Statnett, the Norwegian TSO, has recently been in the process of network expansion along its Western Corridor – the transmission grid in the country’s southwest. This multi-billion dollar project has spanned several years and has been completed in stages, referred to as ‘Packages’. Package 1, for example, saw existing lines re-routed or dismantled and also construction of an entirely new 420 kV triplex line as well as a new HVDC line. The project was intended to ensure sufficient transmission capacity to serve southern Norway during any outages needed in repair situations or in regular operation and so that the expected 10 TWh growth in supply of hydroelectric power can be connected to the grid. It was also aimed at assuring enough transmission capacity for realization of one interconnection to Germany (NorNed) and one to the U.K. (NSL). The latter, at 720 km, will become the world’s longest subsea cable. As such, the rapid growth in the region’s network was propelled by Statnett’s strategy of assuring the grid capacity for connection of new renewable power and planned cable interconnections.

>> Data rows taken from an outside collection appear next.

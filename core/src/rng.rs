//! Stateless seeded randomness.
//!
//! Every draw is a pure function of the seed it is given. Callers derive a distinct seed for
//! each logical draw with [`offset`], so that unrelated draws do not correlate and a puzzle can
//! be reproduced from its seed alone.

use rand::{Rng, SeedableRng};
use rand_chacha::ChaCha8Rng;

use crate::Seed;

/// Derives the seed for a sub-draw.
pub const fn offset(seed: Seed, k: u64) -> Seed {
    seed.wrapping_add(k)
}

/// Float in `[0, 1)`.
pub fn next_float(seed: Seed) -> f64 {
    ChaCha8Rng::seed_from_u64(seed).random::<f64>()
}

/// Integer in `[min, max]`, both inclusive. Returns `min` when the range is empty.
pub fn next_int(min: i64, max: i64, seed: Seed) -> i64 {
    if max <= min {
        return min;
    }
    let span = (max - min + 1) as f64;
    let value = min + (next_float(seed) * span) as i64;
    value.min(max)
}

/// Index in `[0, max]`.
pub fn next_index(max: usize, seed: Seed) -> usize {
    next_int(0, max as i64, seed) as usize
}

/// Fisher-Yates shuffle where step `i` draws from `seed + i`.
///
/// The same seed and the same slice length always produce the same permutation.
pub fn shuffle<T>(items: &mut [T], seed: Seed) {
    for i in (1..items.len()).rev() {
        let j = next_index(i, offset(seed, i as u64));
        items.swap(i, j);
    }
}

/// Shuffled copy of `items`.
pub fn shuffled<T: Clone>(items: &[T], seed: Seed) -> Vec<T> {
    let mut items = items.to_vec();
    shuffle(&mut items, seed);
    items
}
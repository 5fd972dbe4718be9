use thiserror::Error;

use crate::{CellCount, Coord};

#[derive(Error, Debug, Copy, Clone, PartialEq, Eq)]
pub enum GameError {
    #[error("Invalid coordinates")]
    InvalidCoords,
    #[error("Grid size {0} is too small, at least {min} is required", min = crate::MIN_GRID_SIZE)]
    GridTooSmall(Coord),
    #[error("Grid size {0} is too large, at most {max} is supported", max = crate::MAX_GRID_SIZE)]
    GridTooLarge(Coord),
    #[error("At least 2 waypoints are required, got {0}")]
    TooFewWaypoints(CellCount),
    #[error("Too many waypoints, requested {requested} but the grid only fits {capacity}")]
    TooManyWaypoints {
        requested: CellCount,
        capacity: CellCount,
    },
    #[error("At least one life is required")]
    NoLives,
    #[error("Layout is inconsistent: {0}")]
    InvalidLayout(&'static str),
    #[error("Unknown difficulty")]
    UnknownDifficulty,
}

pub type Result<T> = core::result::Result<T, GameError>;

All this work was done against the backdrop of the country’s challenging climate and topography as well as a long coastline that exposes some lines to winds carrying contamination inland. These factors influenced insulation and line design. Yet another constraint was doing whatever necessary to secure public acceptance of lines that pass near sensitive areas such communities, nature trails and animal migration routes. INMR visited construction sites in September 2016 and met Statnett engineers as well as staff at the Croatian contractor awarded the turnkey contract for Package 1.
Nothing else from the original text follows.